BFM Business

Banques européennes: les tests de résistance rassurent peu la Bourse

Les banques européennes souffraient en Bourse ce lundi après l'annonce vendredi des résultats de stress tests qui, sans être catastrophiques, ne lèvent pas tous les doutes. Les établissements français s'en sortent néanmoins bien.

Les marchés sont sceptiques. Ce lundi 1er août, l'indice Eurostoxx 600 des banques européennes se repliait de 1,6% vers 15h00. Une baisse qui montre que les investisseurs n'ont pas été complètement rassurés par les résultats des "stress tests" menés sur les banques européennes et publiés vendredi dernier par l'autorité bancaire européenne (EBA).

Ces tests de résistance, véritable séances de torture pour les établissements, consistent à simuler des conditions extrêmes pour les banques et voir ensuite si leur niveau de capital rapporté aux risques est suffisant. Différents scénarios sur la période 2016-2018, plus ou moins violents, ont ainsi été appliqués à 51 banques du Vieux Continent.

Les banques françaises dans le haut du panier

Le bilan dans l'ensemble n'est pas catastrophique. "La majorité des banques européennes ont des niveaux de capital robustes dans le scénario adverse (le moins favorable, ndlr)", estime ainsi Katharina Barten, vice-présidente chez Moody's.

Une grande partie des banques européennes ont donc passé sans encombre ces séances de "torture". Et les banques tricolores se situent plutôt dans le haut du pavé. "Les six banques testées, qui représentent 90% des actifs bancaires en France, font preuve de résilience dans le scénario adverse", poursuit Katharina Barten. Aucune d'entre elles n'a ainsi vu son ratio de capital passer sous le niveau minimum de 4,5%. "La solidité des banques françaises et la pertinence de leur modèle de banque universelle sont une nouvelle fois confirmées", s'est ainsi félicité la Fédération bancaire française dans un communiqué.

Quelques mauvaises performances

Néanmoins si l'image globale est plutôt bonne, les investisseurs semblent se focaliser sur les détails. Ainsi, Société générale perdait plus de 4% en Bourse ce lundi. La banque tricolore affichait un ratio de capital de 7,5% dans le scénario le plus dur, le 9e chiffre le plus faible parmi les 51 banques.

Par ailleurs 14 banques sur 51 testées subiraient un "impact fort" avec ce scénario (leur ratio de capital chuterait de plus de 5%), note Katharina Barten.
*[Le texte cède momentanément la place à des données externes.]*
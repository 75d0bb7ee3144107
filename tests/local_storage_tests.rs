use hatim_planner::{
    HatimId, HatimPatch, LocalHatims, LocalStorage, NewHatim, Participant,
    persistence::LOCAL_HATIMS_KEY,
};
use tempfile::tempdir;

fn guest_hatim(name: &str) -> hatim_planner::Hatim {
    NewHatim::named(name, None).into_hatim(HatimId::new_local())
}

#[test]
fn missing_file_reads_as_empty() {
    let dir = tempdir().unwrap();
    let storage = LocalStorage::file(dir.path().join("nested").join("local.json"));
    assert_eq!(storage.get_item(LOCAL_HATIMS_KEY).unwrap(), None);

    let hatims = LocalHatims::new(storage);
    assert!(hatims.list().unwrap().is_empty());
}

#[test]
fn file_storage_survives_reopen() {
    let dir = tempdir().unwrap();
    let path = dir.path().join("local.json");

    let first = guest_hatim("Birinci");
    let second = guest_hatim("İkinci");
    {
        let hatims = LocalHatims::new(LocalStorage::file(&path));
        hatims.insert(&first).unwrap();
        hatims.insert(&second).unwrap();
        hatims
            .update(
                &first.id,
                &HatimPatch::participants(vec![Participant::new("Ali", 20)]),
            )
            .unwrap();
    }

    let hatims = LocalHatims::new(LocalStorage::file(&path));
    let listed = hatims.list().unwrap();
    assert_eq!(listed.len(), 2);
    assert_eq!(listed[0].id, second.id);
    assert_eq!(listed[1].participants[0].full_name, "Ali");

    // the raw value is the JSON array under the well-known key
    let raw = LocalStorage::file(&path)
        .get_item(LOCAL_HATIMS_KEY)
        .unwrap()
        .unwrap();
    let parsed: serde_json::Value = serde_json::from_str(&raw).unwrap();
    assert_eq!(parsed.as_array().map(Vec::len), Some(2));
}

#[test]
fn unknown_ids_are_ignored() {
    let hatims = LocalHatims::new(LocalStorage::in_memory());
    let kept = guest_hatim("Kalıcı");
    hatims.insert(&kept).unwrap();

    let missing = HatimId::new_local();
    hatims.update(&missing, &HatimPatch::name("x")).unwrap();
    hatims.delete(&missing).unwrap();
    assert_eq!(hatims.list().unwrap(), vec![kept.clone()]);

    hatims.delete(&kept.id).unwrap();
    assert!(hatims.get(&kept.id).unwrap().is_none());
}

#[test]
fn clear_removes_the_list_and_bad_json_is_an_error() {
    let storage = LocalStorage::in_memory();
    storage
        .set_item(LOCAL_HATIMS_KEY, "not json".to_string())
        .unwrap();
    let hatims = LocalHatims::new(storage);
    assert!(hatims.list().is_err());

    hatims.clear().unwrap();
    assert!(hatims.list().unwrap().is_empty());
}

#[test]
fn file_writes_replace_the_file_whole() {
    let dir = tempdir().unwrap();
    let path = dir.path().join("local.json");
    let hatims = LocalHatims::new(LocalStorage::file(&path));

    let first = guest_hatim("Birinci");
    hatims.insert(&first).unwrap();
    hatims.update(&first.id, &HatimPatch::name("Yeniden")).unwrap();
    hatims.insert(&guest_hatim("İkinci")).unwrap();

    // staged copies are renamed into place, never left behind
    let entries: Vec<_> = std::fs::read_dir(dir.path())
        .unwrap()
        .map(|entry| entry.unwrap().file_name())
        .collect();
    assert_eq!(entries, vec![std::ffi::OsString::from("local.json")]);

    let raw = std::fs::read_to_string(&path).unwrap();
    let parsed: std::collections::BTreeMap<String, String> = serde_json::from_str(&raw).unwrap();
    assert_eq!(parsed.len(), 1);
    assert_eq!(hatims.list().unwrap()[1].name, "Yeniden");
}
Parmi elles figurent des poids lourds comme les allemandes Deutsche Bank, Commerzbank ou encore la britannique Royal Bank of Scotland. Et que dire de l'italienne Monte Paschi di Siena, plus vieille banque au monde et éternelle source d'inquiétude du gouvernement italien, qui verrait même ses fonds propres devenir négatifs (-2,23%)? Cette contre-performance l'a notamment contraint à annoncer une augmentation de capital allant jusqu'à 5 milliards d'euros.

"Le problème avec ces stress tests est qu'ils sont trop doux, ne tablant que sur une récession douce ou modérée. Ce qui signifie que les résultats ne révèlent finalement pas grand-chose, et que ce n'est pas une surprise que la majorité des banques aient réussi ces tests", conclut Peter Garnry, analyste chez Saxo Banque cité par Bloomberg.